He was chubby and plump, a right jolly old elf,
And I laugh'd when I saw him in spite of myself;
A wink of his eye and a twist of his head
Soon gave me to know I had nothing to dread.

Chapter 12: The Faith That Banishes Fear

Researching Henry was providing another unexpected benefit - it was turning out to be a way of getting to know my newest cousin, Steve Thomas. While Steve bemoaned every phone call of Don's asking if Steve had yet found the poetry manuscript book, I could commiserate by sharing my own latest task list. Genealogy cousins have the advantage that you can pick and choose amongst them, so that you end up with an extended family that is just a perfect mental fit. The assumption that you're both part of the same family makes strangers into instant friends. And in Steve's case, family that liked hearing about Henry!

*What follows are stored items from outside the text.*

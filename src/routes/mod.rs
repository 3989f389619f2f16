use std::sync::Arc;

use axum::{
    extract::DefaultBodyLimit,
    http::StatusCode,
    middleware::from_fn,
    routing::{get, post},
    Json, Router,
};
use serde_json::{json, Value};
use tower::ServiceBuilder;
use tower_http::{cors::CorsLayer, trace::TraceLayer};

use crate::{
    analysis::SkinAnalyzer,
    middleware::request_id::{make_span_with_request_id, request_id_middleware},
    services::RecommendationService,
};

pub mod analyze;
pub mod recommendations;
pub mod routines;

/// Shared, read-only state handed to every handler
pub struct AppState {
    pub analyzer: SkinAnalyzer,
    pub recommender: RecommendationService,
    /// Body limit for image uploads, in bytes
    pub max_upload_bytes: usize,
}

/// Creates the application router with all routes and middleware
pub fn create_router(state: AppState) -> Router {
    let upload_limit = state.max_upload_bytes;

    Router::new()
        .route("/health", get(health_check))
        .nest("/api/v1", api_routes(upload_limit))
        .layer(
            ServiceBuilder::new()
                .layer(from_fn(request_id_middleware))
                .layer(TraceLayer::new_for_http().make_span_with(make_span_with_request_id))
                .layer(CorsLayer::permissive()),
        )
        .with_state(Arc::new(state))
}

/// API routes under /api/v1
fn api_routes(upload_limit: usize) -> Router<Arc<AppState>> {
    Router::new()
        .route(
            "/analyze",
            post(analyze::analyze).layer(DefaultBodyLimit::max(upload_limit)),
        )
        .route("/routines/:skin_type", get(routines::routine))
        .route("/recommendations", post(recommendations::recommend))
}

/// Health check endpoint
async fn health_check() -> (StatusCode, Json<Value>) {
    (StatusCode::OK, Json(json!({ "status": "healthy" })))
}
use serde::Deserialize;

use crate::services::catalog::CatalogSite;

/// Application configuration loaded from environment variables
#[derive(Debug, Deserialize, Clone)]
pub struct Config {
    /// Server host address
    #[serde(default = "default_host")]
    pub host: String,

    /// Server port
    #[serde(default = "default_port")]
    pub port: u16,

    /// JSON file listing the catalog sites to query. Without it every
    /// lookup yields an empty pool.
    #[serde(default)]
    pub catalog_sites_path: Option<String>,

    /// Per-request timeout for catalog lookups, in seconds
    #[serde(default = "default_catalog_timeout_secs")]
    pub catalog_timeout_secs: u64,

    /// User-Agent sent to catalog sites
    #[serde(default = "default_catalog_user_agent")]
    pub catalog_user_agent: String,

    /// Maximum candidates requested per catalog query
    #[serde(default = "default_per_query_limit")]
    pub per_query_limit: usize,

    /// Maximum number of recommended products
    #[serde(default = "default_max_recommendations")]
    pub max_recommendations: usize,

    /// Maximum accepted products per category
    #[serde(default = "default_category_cap")]
    pub category_cap: usize,

    /// Fixed seed for the selection RNG; entropy-seeded per request when unset
    #[serde(default)]
    pub recommendation_seed: Option<u64>,

    /// SeetaFace model used by the rustface detector backend
    #[serde(default)]
    pub face_model_path: Option<String>,

    /// Body limit for image uploads, in bytes
    #[serde(default = "default_max_upload_bytes")]
    pub max_upload_bytes: usize,
}

fn default_host() -> String {
    "127.0.0.1".to_string()
}

fn default_port() -> u16 {
    3000
}

fn default_catalog_timeout_secs() -> u64 {
    10
}

fn default_catalog_user_agent() -> String {
    "Mozilla/5.0 (Windows NT 10.0; Win64; x64) AppleWebKit/537.36 (KHTML, like Gecko) Chrome/120.0.0.0 Safari/537.36".to_string()
}

fn default_per_query_limit() -> usize {
    2
}

fn default_max_recommendations() -> usize {
    15
}

fn default_category_cap() -> usize {
    4
}

fn default_max_upload_bytes() -> usize {
    10 * 1024 * 1024
}

impl Default for Config {
    fn default() -> Self {
        Self {
            host: default_host(),
            port: default_port(),
            catalog_sites_path: None,
            catalog_timeout_secs: default_catalog_timeout_secs(),
            catalog_user_agent: default_catalog_user_agent(),
            per_query_limit: default_per_query_limit(),
            max_recommendations: default_max_recommendations(),
            category_cap: default_category_cap(),
            recommendation_seed: None,
            face_model_path: None,
            max_upload_bytes: default_max_upload_bytes(),
        }
    }
}

impl Config {
    /// Load configuration from environment variables
    pub fn from_env() -> anyhow::Result<Self> {
        dotenvy::dotenv().ok();
        envy::from_env::<Config>().map_err(|e| anyhow::anyhow!("Failed to load config: {}", e))
    }

    /// Load the catalog site definitions referenced by `catalog_sites_path`
    pub fn load_catalog_sites(&self) -> anyhow::Result<Vec<CatalogSite>> {
        let Some(path) = &self.catalog_sites_path else {
            return Ok(Vec::new());
        };

        let raw = std::fs::read_to_string(path)
            .map_err(|e| anyhow::anyhow!("Failed to read catalog sites from {}: {}", path, e))?;
        serde_json::from_str(&raw)
            .map_err(|e| anyhow::anyhow!("Failed to parse catalog sites in {}: {}", path, e))
    }

    pub fn bind_address(&self) -> String {
        format!("{}:{}", self.host, self.port)
    }
}

#[cfg(test)]
mod tests {
    use super::*;

    #[test]
    fn test_defaults_match_recommendation_limits() {
        let config = Config::default();
        assert_eq!(config.per_query_limit, 2);
        assert_eq!(config.max_recommendations, 15);
        assert_eq!(config.category_cap, 4);
        assert_eq!(config.catalog_timeout_secs, 10);
        assert!(config.recommendation_seed.is_none());
    }

    #[test]
    fn test_envy_parses_overrides() {
        let vars = vec![
            ("PORT".to_string(), "8080".to_string()),
            ("PER_QUERY_LIMIT".to_string(), "3".to_string()),
            ("RECOMMENDATION_SEED".to_string(), "7".to_string()),
        ];
        let config: Config = envy::from_iter(vars).unwrap();
        assert_eq!(config.port, 8080);
        assert_eq!(config.per_query_limit, 3);
        assert_eq!(config.recommendation_seed, Some(7));
        assert_eq!(config.host, "127.0.0.1");
    }

    #[test]
    fn test_no_sites_path_yields_no_sites() {
        let config = Config::default();
        assert!(config.load_catalog_sites().unwrap().is_empty());
    }

    #[test]
    fn test_missing_sites_file_is_an_error() {
        let config = Config {
            catalog_sites_path: Some("/nonexistent/sites.json".to_string()),
            ..Config::default()
        };
        assert!(config.load_catalog_sites().is_err());
    }
}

Getting to know someone usually takes an equal part of talking about yourself and listening to the other person. The talking is what you offer as a gift. I share myself with you, and you give me back yourself. This approach doesn't work when the person you're trying to know has been dead for over one hundred and fifty years. They won't listen, and they sure won't talk. What you're left with is eavesdropping on moments of their life, and then trying to weave what you learn about them into a coherent whole. And there's always the fear that you will, inadvertently, lay upon them your own prejudices and preconceptions.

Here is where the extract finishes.